* Description of the task
From the entries below, extract every line that includes the word "InitializationFailed".

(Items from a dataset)
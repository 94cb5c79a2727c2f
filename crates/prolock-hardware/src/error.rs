//! Error types for hardware operations.
//!
//! Template and search failures on the fingerprint sensor are not errors: they
//! are normal capture outcomes reported through
//! [`BiometricEvent`](crate::poller::BiometricEvent). The variants below cover
//! the cases where the device itself misbehaves.

/// Result type for hardware operations.
pub type Result<T> = std::result::Result<T, HardwareError>;

/// Errors that can occur during hardware device operations.
#[derive(Debug, thiserror::Error)]
pub enum HardwareError {
    /// Device is disconnected or its control channel closed.
    #[error("Device disconnected: {device}")]
    Disconnected { device: String },

    /// Operation timed out.
    #[error("Operation timeout after {duration_ms}ms")]
    Timeout { duration_ms: u64 },

    /// Communication with the device failed.
    #[error("Communication error: {message}")]
    CommunicationError { message: String },

    /// Device returned data that could not be interpreted.
    #[error("Invalid data: {message}")]
    InvalidData { message: String },

    /// Device did not come up at startup.
    ///
    /// This is the only fatal hardware error: the binary reports it and exits.
    #[error("Initialization failed: {message}")]
    InitializationFailed { message: String },

    /// Acquiring an image from the fingerprint sensor failed.
    #[error("Image acquisition error: {message}")]
    ImageAcquisition { message: String },

    /// Driving a digital output failed.
    #[error("Output error on {output}: {message}")]
    Output { output: String, message: String },

    /// I/O error.
    #[error("I/O error: {0}")]
    Io(#[from] std::io::Error),
}

impl HardwareError {
    pub fn disconnected(device: impl Into<String>) -> Self {
        Self::Disconnected {
            device: device.into(),
        }
    }

    pub fn timeout(duration_ms: u64) -> Self {
        Self::Timeout { duration_ms }
    }

    pub fn communication(message: impl Into<String>) -> Self {
        Self::CommunicationError {
            message: message.into(),
        }
    }

    pub fn invalid_data(message: impl Into<String>) -> Self {
        Self::InvalidData {
            message: message.into(),
        }
    }

    pub fn initialization_failed(message: impl Into<String>) -> Self {
        Self::InitializationFailed {
            message: message.into(),
        }
    }

    pub fn image_acquisition(message: impl Into<String>) -> Self {
        Self::ImageAcquisition {
            message: message.into(),
        }
    }

    pub fn output(output: impl Into<String>, message: impl Into<String>) -> Self {
        Self::Output {
            output: output.into(),
            message: message.into(),
        }
    }

    /// Returns `true` for errors that make the device unusable at startup.
    #[must_use]
    pub fn is_fatal(&self) -> bool {
        matches!(
            self,
            Self::InitializationFailed { .. } | Self::Disconnected { .. }
        )
    }
}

* Response to this exercise
    InitializationFailed { message: String },
        Self::InitializationFailed {
            Self::InitializationFailed { .. } | Self::Disconnected { .. }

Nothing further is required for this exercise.